# Liquid soap vs shower gel



## Traumabrew (Nov 17, 2017)

Ok

Stupid question. Is body wash/shower gel just thickened LS? I know the commercial stuff is surfactant based. I made a batch of LS the other day and after dilution I have about 150 oz dilute soap. I want to portion out the soap and make 50oz of LS with lavender EO, another 50 oz with a caderwood, patchouli sandalwood LS for guys and the other 50 oz I wanted to turn into a body wash by adding Crothik to make it thicker. I also planned to add 3-5% SF in the body wash using PS 80.


----------



## The Efficacious Gentleman (Nov 17, 2017)

I think the term came up in the same was as "cleansing bar" - as it wasn't actually soap anymore, they had to call it something else. Now that term is well known and when you think of a liquid product for cleaning yourself in the shower, you think of shower gel or body wash before liquid soap. 
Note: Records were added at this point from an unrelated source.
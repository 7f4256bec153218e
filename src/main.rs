use clap::Parser;
use std::net::SocketAddr;
use std::sync::Arc;
use tracing_subscriber::{layer::SubscriberExt, util::SubscriberInitExt};

use storefront_payments::cli::{self, Cli, Commands, DbCommands, TxCommands};
use storefront_payments::config::{Config, LogFormat};
use storefront_payments::domain::RandomAuthority;
use storefront_payments::services::TransactionService;
use storefront_payments::{create_app, db, with_cors, AppState};

#[tokio::main]
async fn main() -> anyhow::Result<()> {
    let args = Cli::parse();
    let config = Config::from_env()?;
    init_tracing(config.log_format);

    match args.command.unwrap_or(Commands::Serve) {
        Commands::Serve => serve(config).await,
        Commands::Db(DbCommands::Migrate) => cli::handle_db_migrate(&config).await,
        Commands::Config => cli::handle_config_validate(&config).await,
        Commands::Tx(command) => {
            cli::require_persistent_store(&config, "tx")?;
            let repository = db::build_repository(&config, false).await?;
            let service = TransactionService::new(repository, Arc::new(RandomAuthority));
            match command {
                TxCommands::Show { authority } => cli::handle_tx_show(&service, &authority).await,
                TxCommands::Verify { authority } => {
                    cli::handle_tx_verify(&service, &authority).await
                }
                TxCommands::Fail { authority } => cli::handle_tx_fail(&service, &authority).await,
            }
        }
    }
}

fn init_tracing(format: LogFormat) {
    let filter =
        tracing_subscriber::EnvFilter::try_from_default_env().unwrap_or_else(|_| "info".into());

    match format {
        LogFormat::Json => tracing_subscriber::registry()
            .with(filter)
            .with(tracing_subscriber::fmt::layer().json())
            .init(),
        LogFormat::Text => tracing_subscriber::registry()
            .with(filter)
            .with(tracing_subscriber::fmt::layer())
            .init(),
    }
}

async fn serve(config: Config) -> anyhow::Result<()> {
    let repository = db::build_repository(&config, true).await?;
    tracing::info!(backend = ?config.storage_backend, "Transaction store initialized");

    let mut app = create_app(AppState::new(repository));
    if let Some(origins) = &config.cors_allowed_origins {
        app = with_cors(app, origins);
        tracing::info!(origins = ?origins, "CORS restricted to configured origins");
    }

    let addr = SocketAddr::from(([0, 0, 0, 0], config.server_port));
    tracing::info!("listening on {}", addr);

    axum::Server::bind(&addr)
        .serve(app.into_make_service())
        .with_graceful_shutdown(shutdown_signal())
        .await?;

    Ok(())
}

async fn shutdown_signal() {
    if let Err(e) = tokio::signal::ctrl_c().await {
        tracing::error!("Failed to listen for shutdown signal: {}", e);
        std::future::pending::<()>().await;
    }
    tracing::info!("Shutdown signal received");
}
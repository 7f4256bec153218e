pub mod transaction_service;

pub use transaction_service::{ServiceError, TransactionService};
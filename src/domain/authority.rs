//! Authority (external transaction identifier) generation.

use uuid::Uuid;

/// Produces opaque, unpredictable transaction authorities.
pub trait AuthorityGenerator: Send + Sync {
    fn generate(&self) -> String;
}

/// Default generator: 122 bits of OS randomness from a v4 UUID, rendered as
/// 32 lowercase hex characters.
#[derive(Debug, Clone, Copy, Default)]
pub struct RandomAuthority;

impl AuthorityGenerator for RandomAuthority {
    fn generate(&self) -> String {
        Uuid::new_v4().simple().to_string()
    }
}
use axum::{
    extract::rejection::JsonRejection,
    http::StatusCode,
    response::{IntoResponse, Response},
    Json,
};
use serde_json::json;
use thiserror::Error;

use crate::services::ServiceError;

#[derive(Error, Debug)]
pub enum AppError {
    #[error("Storage error: {0}")]
    Storage(String),

    #[error("Validation error: {0}")]
    Validation(String),

    #[error("Not found: {0}")]
    NotFound(String),

    #[error("Internal server error: {0}")]
    Internal(String),

    #[error("Unauthorized: {0}")]
    Unauthorized(String),
}

impl AppError {
    fn status_code(&self) -> StatusCode {
        match self {
            AppError::Storage(_) => StatusCode::INTERNAL_SERVER_ERROR,
            AppError::Validation(_) => StatusCode::BAD_REQUEST,
            AppError::NotFound(_) => StatusCode::NOT_FOUND,
            AppError::Internal(_) => StatusCode::INTERNAL_SERVER_ERROR,
            AppError::Unauthorized(_) => StatusCode::UNAUTHORIZED,
        }
    }
}

impl From<ServiceError> for AppError {
    fn from(e: ServiceError) -> Self {
        match e {
            ServiceError::Validation(v) => AppError::Validation(v.to_string()),
            ServiceError::NotFound(authority) => {
                AppError::NotFound(format!("Transaction {} not found", authority))
            }
            ServiceError::AuthorityExhausted => {
                AppError::Internal("could not allocate a transaction authority".to_string())
            }
            ServiceError::Storage(inner) => AppError::Storage(inner.to_string()),
        }
    }
}

impl From<JsonRejection> for AppError {
    fn from(rejection: JsonRejection) -> Self {
        AppError::Validation(format!("invalid request body: {}", rejection.body_text()))
    }
}

impl IntoResponse for AppError {
    fn into_response(self) -> Response {
        let status = self.status_code();
        if status.is_server_error() {
            tracing::error!(error = %self, "Request failed");
        }

        let body = Json(json!({
            "error": self.to_string(),
            "status": status.as_u16(),
        }));

        (status, body).into_response()
    }
}
use bigdecimal::BigDecimal;
use std::fmt;

use crate::domain::CurrentUser;

pub const AUTHORITY_MAX_LEN: usize = 64;
/// Largest accepted amount in minor units: 18 digits, which fits NUMERIC(20, 0) and i64.
pub const AMOUNT_MAX_MINOR_UNITS: i64 = 999_999_999_999_999_999;

#[derive(Debug, Clone, PartialEq, Eq)]
pub struct ValidationError {
    pub field: &'static str,
    pub message: String,
}

impl ValidationError {
    pub fn new(field: &'static str, message: impl Into<String>) -> Self {
        Self {
            field,
            message: message.into(),
        }
    }
}

impl fmt::Display for ValidationError {
    fn fmt(&self, f: &mut fmt::Formatter<'_>) -> fmt::Result {
        write!(f, "{}: {}", self.field, self.message)
    }
}

impl std::error::Error for ValidationError {}

pub type ValidationResult = Result<(), ValidationError>;

pub fn validate_required(field: &'static str, value: &str) -> ValidationResult {
    if value.trim().is_empty() {
        return Err(ValidationError::new(field, "must not be empty"));
    }

    Ok(())
}

pub fn validate_max_len(field: &'static str, value: &str, max_len: usize) -> ValidationResult {
    if value.len() > max_len {
        return Err(ValidationError::new(
            field,
            format!("must be at most {} characters", max_len),
        ));
    }

    Ok(())
}

pub fn validate_positive_amount(amount: &BigDecimal) -> ValidationResult {
    if amount <= &BigDecimal::from(0) {
        return Err(ValidationError::new("amount", "must be greater than zero"));
    }

    Ok(())
}

/// Amounts are whole currency minor units, strictly positive and bounded.
pub fn validate_amount(amount: &BigDecimal) -> ValidationResult {
    validate_positive_amount(amount)?;

    if amount.with_scale(0) != *amount {
        return Err(ValidationError::new(
            "amount",
            "must be a whole number of minor currency units",
        ));
    }

    if amount > &BigDecimal::from(AMOUNT_MAX_MINOR_UNITS) {
        return Err(ValidationError::new(
            "amount",
            format!("must be at most {}", AMOUNT_MAX_MINOR_UNITS),
        ));
    }

    Ok(())
}

pub fn validate_authority(authority: &str) -> ValidationResult {
    validate_required("authority", authority)?;
    validate_max_len("authority", authority, AUTHORITY_MAX_LEN)?;

    if !authority
        .chars()
        .all(|ch| ch.is_ascii_alphanumeric() || ch == '-' || ch == '_' || ch == '.')
    {
        return Err(ValidationError::new(
            "authority",
            "must contain only letters, digits, '-', '_' or '.'",
        ));
    }

    Ok(())
}

pub fn validate_identity(user: &CurrentUser) -> ValidationResult {
    if user.id <= 0 {
        return Err(ValidationError::new("user", "an authenticated identity is required"));
    }

    Ok(())
}

#[cfg(test)]
mod tests {
    use super::*;
    use std::str::FromStr;

    #[test]
    fn validates_required_field() {
        assert!(validate_required("field", "value").is_ok());
        assert!(validate_required("field", "   ").is_err());
    }

    #[test]
    fn validates_max_len() {
        assert!(validate_max_len("field", "abc", 3).is_ok());
        assert!(validate_max_len("field", "abcd", 3).is_err());
    }

    #[test]
    fn validates_positive_amount() {
        let positive = BigDecimal::from_str("1.23").expect("valid decimal");
        let zero = BigDecimal::from(0);
        let negative = BigDecimal::from(-1);

        assert!(validate_positive_amount(&positive).is_ok());
        assert!(validate_positive_amount(&zero).is_err());
        assert!(validate_positive_amount(&negative).is_err());
    }

    #[test]
    fn validates_amount_in_minor_units() {
        assert!(validate_amount(&BigDecimal::from(100000)).is_ok());
        assert!(validate_amount(&BigDecimal::from_str("100000.00").unwrap()).is_ok());
        assert!(validate_amount(&BigDecimal::from(1)).is_ok());
        assert!(validate_amount(&BigDecimal::from(AMOUNT_MAX_MINOR_UNITS)).is_ok());

        let fractional = validate_amount(&BigDecimal::from_str("10.5").unwrap()).unwrap_err();
        assert_eq!(fractional.field, "amount");
        assert!(validate_amount(&BigDecimal::from(0)).is_err());
        assert!(validate_amount(&BigDecimal::from(-100)).is_err());
        assert!(validate_amount(&BigDecimal::from_str("1000000000000000000").unwrap()).is_err());
    }

    #[test]
    fn validates_authority() {
        assert!(validate_authority("5f8f8c44d6e36").is_ok());
        assert!(validate_authority("65f1c2a8b3e4d5.12345678").is_ok());
        assert!(validate_authority("").is_err());
        assert!(validate_authority("  ").is_err());
        assert!(validate_authority(&"a".repeat(AUTHORITY_MAX_LEN + 1)).is_err());
        assert!(validate_authority("abc; DROP TABLE").is_err());
    }

    #[test]
    fn validates_identity() {
        assert!(validate_identity(&CurrentUser { id: 42 }).is_ok());
        assert!(validate_identity(&CurrentUser { id: 0 }).is_err());
        assert!(validate_identity(&CurrentUser { id: -3 }).is_err());
    }

    #[test]
    fn validation_error_display() {
        let err = ValidationError::new("amount", "must be greater than zero");
        assert_eq!(err.to_string(), "amount: must be greater than zero");
    }
}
I think that a normal liquid soap, properly diluted so it's not too thin, would work well in the shower


----------



## toxikon (Nov 17, 2017)

I keep a pump bottle of unscented LS in my shower, I love it! I just pump a dollop onto my loofah and it bubbles up very nicely. I didn't use any thickeners with it, I just carefully diluted it to a honey consistency.


----------



## DeeAnna (Nov 17, 2017)

Tip -- Test your fragrances on a sample of your soap first to see what happens. Some fragrances will thicken LS, some will thin the soap, and some won't cause much change. I found lavender EO will thicken my LS.


----------



## LaureLive (Nov 26, 2017)

Exactly, this is actually excellent question!! You are right , all the materials that has ability to clean are active surface , so they are surfactants even our soaps are the basic and ancestors of our modern surfactants. Only differences that moleculer types that are much more milder than soap , that’s why Shower gels or body washes made up with mild surfactants. But koh or Naoh soaps much better for the skin ..


----------